Standing on the corner of 48th Avenue and Federal in Commerce City, you don’t need a monitor to know the air is thick. You taste the sulfur. You feel the grit on your windshield. It’s 2026, and the state of Colorado is busy patting itself on the back for cleaner air. The official narrative is simple: the dirtiest offenders are being tamed. The Greenhouse Gas Emissions and Energy Management for Manufacturers, or GEMM, regulations are working.
But look closer at the Suncor oil refinery. Look at the smokestacks belching into that same sky. The state’s claim of environmental justice is a lie. It’s a accounting trick designed to make the rest of us feel better while our lungs take the hit.
Suncor’s pollution didn’t drop. It rose. In 2024, emissions hit their second-highest level in recorded history. That’s not a trend. That’s a fact. While Denver officials celebrate statewide metrics, the people living in the shadow of that refinery are breathing more toxins than ever before. The state has turned air quality into a commodity, and neighbors are paying the price.

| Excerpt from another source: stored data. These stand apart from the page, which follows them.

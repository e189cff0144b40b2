//! Inbound event dispatch: stack callbacks land here.

use chrono::Utc;
use log::{debug, info, warn};

use crate::models::vendor::VendorMessage;
use crate::node::{MeshNode, NodeInfo};
use crate::stack::{ModelHandle, Opcode, StackEvent};

impl MeshNode {
    /// Applies one inbound stack event: updates node and model state,
    /// then invokes the matching user callback. Unknown handles and kind
    /// mismatches are logged and ignored rather than propagated; a
    /// misbehaving peer must not wedge the node.
    pub fn handle_event(&self, event: StackEvent) {
        match event {
            StackEvent::ProvisioningLinkOpened { bearer } => {
                info!("Provisioning link opened ({})", bearer);
            }
            StackEvent::ProvisioningLinkClosed { bearer } => {
                info!("Provisioning link closed ({})", bearer);
            }
            StackEvent::ProvisioningComplete { unicast_addr, net_idx } => {
                self.on_provisioning_complete(unicast_addr, net_idx);
            }
            StackEvent::NodeReset => self.on_node_reset(),
            StackEvent::AppKeyAdded { net_idx, app_idx } => {
                self.on_app_key_added(net_idx, app_idx);
            }
            StackEvent::ModelAppBound { element_addr, app_idx, model_id } => {
                info!(
                    "Model {} bound to app key {} (element 0x{:04X})",
                    model_id, app_idx, element_addr
                );
            }
            StackEvent::PublicationSet { model, publish_addr } => {
                self.on_publication_set(model, publish_addr);
            }
            StackEvent::OnOffSet { model, on_off } => self.on_onoff_set(model, on_off),
            StackEvent::LevelSet { model, level } => self.on_level_set(model, level),
            StackEvent::DeltaSet { model, delta } => {
                debug!("Delta set {} on {} handled by the stack", delta, model);
            }
            StackEvent::MoveSet { model, delta } => {
                debug!("Move set {} on {} handled by the stack", delta, model);
            }
            StackEvent::SensorGet { model, property_id } => {
                debug!(
                    "Sensor get on {} (property {:?}) answered from last written state",
                    model, property_id
                );
            }
            StackEvent::VendorMessage { model, opcode, payload, src_addr } => {
                self.on_vendor_message(model, opcode, payload, src_addr);
            }
        }
    }

    fn on_provisioning_complete(&self, unicast_addr: u16, net_idx: u16) {
        {
            let mut info = self.info.write();
            info.provisioned = true;
            info.unicast_addr = Some(unicast_addr);
            info.net_idx = Some(net_idx);
            info.provisioned_at = Some(Utc::now());
        }
        info!(
            "Provisioning complete: unicast 0x{:04X}, net key index {}",
            unicast_addr, net_idx
        );
        if let Some(hook) = &self.hooks.provisioned {
            hook(unicast_addr);
        }
    }

    fn on_node_reset(&self) {
        *self.info.write() = NodeInfo::default();
        info!("Node reset, returning to unprovisioned state");
        if let Some(hook) = &self.hooks.reset {
            hook();
        }
    }

    fn on_app_key_added(&self, net_idx: u16, app_idx: u16) {
        self.info.write().app_key_idx = Some(app_idx);
        info!("App key added: net 0x{:04X}, app 0x{:04X}", net_idx, app_idx);
        if let Some(hook) = &self.hooks.config_complete {
            hook(app_idx);
        }
    }

    fn on_publication_set(&self, model: ModelHandle, publish_addr: u16) {
        let mut reg = self.registry.write();
        let Some(entry) = reg.entry_by_handle_mut(model) else {
            warn!("Publication set for unknown model {}", model);
            return;
        };
        if entry.handle() != model {
            // The Sensor Setup companion resolves to its server's entry;
            // its own publication is unused.
            debug!("Ignoring publication set on setup companion {}", model);
            return;
        }
        if !entry.publication().enabled() {
            warn!(
                "Publication set for {} model #{}, but publication was disabled at registration",
                entry.kind(),
                entry.index()
            );
            return;
        }
        entry.publication_mut().set_address(publish_addr);
        info!(
            "Publication configured for {} model #{}: 0x{:04X}",
            entry.kind(),
            entry.index(),
            publish_addr
        );
    }

    fn on_onoff_set(&self, model: ModelHandle, value: bool) {
        let callback = {
            let mut reg = self.registry.write();
            let Some(entry) = reg.entry_by_handle_mut(model) else {
                warn!("OnOff set for unknown model {}", model);
                return;
            };
            let index = entry.index();
            let Some(state) = entry.onoff_mut() else {
                warn!("OnOff set for non-OnOff model {}", model);
                return;
            };
            state.value = value;
            info!("OnOff model #{} changed to {} by the network", index, value as u8);
            state.on_change.clone()
        };
        if let Some(cb) = callback {
            cb(value);
        }
    }

    fn on_level_set(&self, model: ModelHandle, value: i16) {
        let callback = {
            let mut reg = self.registry.write();
            let Some(entry) = reg.entry_by_handle_mut(model) else {
                warn!("Level set for unknown model {}", model);
                return;
            };
            let index = entry.index();
            let Some(state) = entry.level_mut() else {
                warn!("Level set for non-Level model {}", model);
                return;
            };
            state.value = value;
            info!("Level model #{} changed to {} by the network", index, value);
            state.on_change.clone()
        };
        if let Some(cb) = callback {
            cb(value);
        }
    }

    fn on_vendor_message(&self, model: ModelHandle, opcode: Opcode, payload: Vec<u8>, src_addr: u16) {
        debug!(
            "Vendor message {} from 0x{:04X}: {}",
            opcode,
            src_addr,
            hex::encode(&payload)
        );
        let handler = {
            let reg = self.registry.read();
            let Some(entry) = reg.entry_by_handle(model) else {
                warn!("Vendor message for unknown model {}", model);
                return;
            };
            let Some(state) = entry.vendor() else {
                warn!("Vendor message for non-vendor model {}", model);
                return;
            };
            match &state.handler {
                Some(handler) => handler.clone(),
                None => {
                    warn!(
                        "No handler for vendor model CID 0x{:04X} MID 0x{:04X}",
                        state.company_id, state.model_id
                    );
                    return;
                }
            }
        };
        handler(&VendorMessage { opcode, payload, src_addr });
    }
}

The mechanism is the GEMM rules, born from House Bill 1266, the Environmental Justice Act passed in 2021. The promise was clear: eliminate "sacrifice zones." Communities shouldn’t have to be the dumping ground for industrial gain. The task force that defined these communities thought they were building a shield. They built a sieve instead.
Suncor’s plan, published recently, shows the refinery will cut its emissions by just 3% by 2030. Three percent. That’s not a reduction strategy. That’s a pause button. The state allows this because the rules are riddled with loopholes. First, Suncor doesn’t have to hit significant reduction targets until 2030. That’s five years of business as usual. Second, and more critical, is the trading system.
Suncor doesn’t have to clean its own act. It just has to pay.
The refinery can buy carbon credits from other industrial facilities that have reduced their emissions below their own 2030 goals. The reductions happen somewhere in the state. Maybe in a factory in Greeley or a plant in Loveland. But the toxic air releases? Those stay right here in Commerce City. The credits are issued. The paperwork is filed. The state declares victory. But the air above your house doesn’t get cleaner just because a company in another zip code bought a certificate.
It’s a pay-to-play game. The biggest polluter buys its way out of doing the actual work.
This isn’t just about numbers on a spreadsheet. It’s about the families, the schools, the vulnerable populations who have no choice but to live here. The GMM rules fail them completely. They fail future generations who will inherit this air. The state has ensured that "disproportionately impacted communities" will always be allowable sacrifice zones. We are the zone. We are the cost of doing business for the rest of the state.
The short version: The state says the air is cleaner. The air isn’t cleaner. It’s just someone else’s problem now. Suncor buys credits. The neighbors breathe the rest. And the state calls it justice.